Supplied records:
# # # #

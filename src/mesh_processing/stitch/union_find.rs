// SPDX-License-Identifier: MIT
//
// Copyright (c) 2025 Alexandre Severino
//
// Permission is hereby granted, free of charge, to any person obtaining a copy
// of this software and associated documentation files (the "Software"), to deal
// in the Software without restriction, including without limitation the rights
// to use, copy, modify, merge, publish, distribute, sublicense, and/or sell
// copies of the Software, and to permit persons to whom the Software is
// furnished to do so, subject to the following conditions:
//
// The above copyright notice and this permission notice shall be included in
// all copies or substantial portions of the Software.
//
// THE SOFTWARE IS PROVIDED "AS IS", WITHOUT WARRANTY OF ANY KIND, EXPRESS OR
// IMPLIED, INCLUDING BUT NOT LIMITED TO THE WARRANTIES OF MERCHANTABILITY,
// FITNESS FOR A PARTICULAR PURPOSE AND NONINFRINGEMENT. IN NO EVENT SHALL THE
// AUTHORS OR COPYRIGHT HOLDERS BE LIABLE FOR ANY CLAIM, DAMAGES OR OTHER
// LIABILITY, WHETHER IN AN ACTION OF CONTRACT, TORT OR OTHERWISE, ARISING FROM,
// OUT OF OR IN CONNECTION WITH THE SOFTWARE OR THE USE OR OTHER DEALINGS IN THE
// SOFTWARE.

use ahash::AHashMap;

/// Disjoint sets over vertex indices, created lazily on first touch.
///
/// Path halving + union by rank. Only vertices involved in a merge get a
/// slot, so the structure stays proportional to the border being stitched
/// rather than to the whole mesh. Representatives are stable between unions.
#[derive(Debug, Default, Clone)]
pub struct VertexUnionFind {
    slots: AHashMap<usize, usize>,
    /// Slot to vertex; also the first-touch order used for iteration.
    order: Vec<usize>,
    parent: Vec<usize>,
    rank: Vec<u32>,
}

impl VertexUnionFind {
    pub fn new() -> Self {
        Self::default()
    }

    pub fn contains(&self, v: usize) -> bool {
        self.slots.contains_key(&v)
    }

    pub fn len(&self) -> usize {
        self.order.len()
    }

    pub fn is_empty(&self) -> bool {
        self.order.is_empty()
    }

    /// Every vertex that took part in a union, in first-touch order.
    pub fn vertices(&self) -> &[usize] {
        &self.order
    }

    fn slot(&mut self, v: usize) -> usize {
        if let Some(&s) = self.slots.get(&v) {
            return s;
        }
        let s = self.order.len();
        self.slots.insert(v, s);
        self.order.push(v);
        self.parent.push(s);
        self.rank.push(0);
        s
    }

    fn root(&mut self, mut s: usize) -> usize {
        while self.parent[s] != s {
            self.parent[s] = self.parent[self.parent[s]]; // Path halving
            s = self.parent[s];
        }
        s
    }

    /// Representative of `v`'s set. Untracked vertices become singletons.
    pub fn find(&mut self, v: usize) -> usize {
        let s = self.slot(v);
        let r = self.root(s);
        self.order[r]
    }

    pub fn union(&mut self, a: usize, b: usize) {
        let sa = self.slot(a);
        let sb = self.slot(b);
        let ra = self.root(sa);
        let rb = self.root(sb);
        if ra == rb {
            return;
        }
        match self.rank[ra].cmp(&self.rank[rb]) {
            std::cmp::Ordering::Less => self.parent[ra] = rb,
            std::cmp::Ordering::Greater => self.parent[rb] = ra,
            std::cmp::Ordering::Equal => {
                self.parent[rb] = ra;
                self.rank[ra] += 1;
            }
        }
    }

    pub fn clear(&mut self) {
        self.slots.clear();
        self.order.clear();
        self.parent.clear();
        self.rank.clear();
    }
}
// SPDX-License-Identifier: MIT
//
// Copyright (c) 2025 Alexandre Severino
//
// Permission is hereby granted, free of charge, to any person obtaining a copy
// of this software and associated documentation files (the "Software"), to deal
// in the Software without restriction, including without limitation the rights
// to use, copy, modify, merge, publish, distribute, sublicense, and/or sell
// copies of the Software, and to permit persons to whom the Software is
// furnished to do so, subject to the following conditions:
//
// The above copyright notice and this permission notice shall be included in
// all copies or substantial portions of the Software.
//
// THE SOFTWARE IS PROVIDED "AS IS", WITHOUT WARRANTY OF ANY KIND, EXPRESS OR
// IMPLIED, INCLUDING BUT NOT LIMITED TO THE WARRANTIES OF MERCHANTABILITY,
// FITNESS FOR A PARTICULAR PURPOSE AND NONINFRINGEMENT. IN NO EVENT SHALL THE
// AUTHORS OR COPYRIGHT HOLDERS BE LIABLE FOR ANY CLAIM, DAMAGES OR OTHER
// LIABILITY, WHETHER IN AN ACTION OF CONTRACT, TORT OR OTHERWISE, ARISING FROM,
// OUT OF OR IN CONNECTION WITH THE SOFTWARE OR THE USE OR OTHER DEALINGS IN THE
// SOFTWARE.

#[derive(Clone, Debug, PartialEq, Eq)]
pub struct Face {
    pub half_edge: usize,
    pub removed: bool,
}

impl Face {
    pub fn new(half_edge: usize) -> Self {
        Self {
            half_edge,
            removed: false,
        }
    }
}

# # # #

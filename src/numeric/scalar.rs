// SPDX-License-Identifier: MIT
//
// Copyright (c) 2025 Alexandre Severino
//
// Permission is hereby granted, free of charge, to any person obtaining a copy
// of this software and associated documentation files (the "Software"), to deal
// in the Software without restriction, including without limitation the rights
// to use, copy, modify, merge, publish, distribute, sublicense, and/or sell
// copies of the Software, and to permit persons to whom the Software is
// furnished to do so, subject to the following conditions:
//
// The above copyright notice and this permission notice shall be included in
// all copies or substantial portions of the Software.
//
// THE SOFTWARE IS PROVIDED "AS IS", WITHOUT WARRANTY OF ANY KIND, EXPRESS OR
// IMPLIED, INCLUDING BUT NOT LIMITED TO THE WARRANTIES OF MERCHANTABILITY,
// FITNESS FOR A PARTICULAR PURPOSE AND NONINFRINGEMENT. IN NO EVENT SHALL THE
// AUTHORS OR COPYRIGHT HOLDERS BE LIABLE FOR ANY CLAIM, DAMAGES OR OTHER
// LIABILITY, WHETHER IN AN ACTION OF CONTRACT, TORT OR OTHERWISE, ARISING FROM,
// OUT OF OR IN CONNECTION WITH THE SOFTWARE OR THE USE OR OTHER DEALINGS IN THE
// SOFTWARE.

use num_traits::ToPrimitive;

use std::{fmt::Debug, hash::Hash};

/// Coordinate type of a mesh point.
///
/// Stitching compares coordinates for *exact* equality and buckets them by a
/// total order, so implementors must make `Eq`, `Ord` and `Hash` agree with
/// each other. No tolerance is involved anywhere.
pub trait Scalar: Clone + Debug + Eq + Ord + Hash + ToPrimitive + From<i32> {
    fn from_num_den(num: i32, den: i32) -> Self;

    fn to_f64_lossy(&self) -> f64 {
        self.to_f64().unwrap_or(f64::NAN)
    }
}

# # # #

Exercise prompt: Search the entries above for lines containing the word "filename", and copy each one.

Response box:
filename src/mesh_processing/stitch/union_find.rs
filename src/numeric/scalar.rs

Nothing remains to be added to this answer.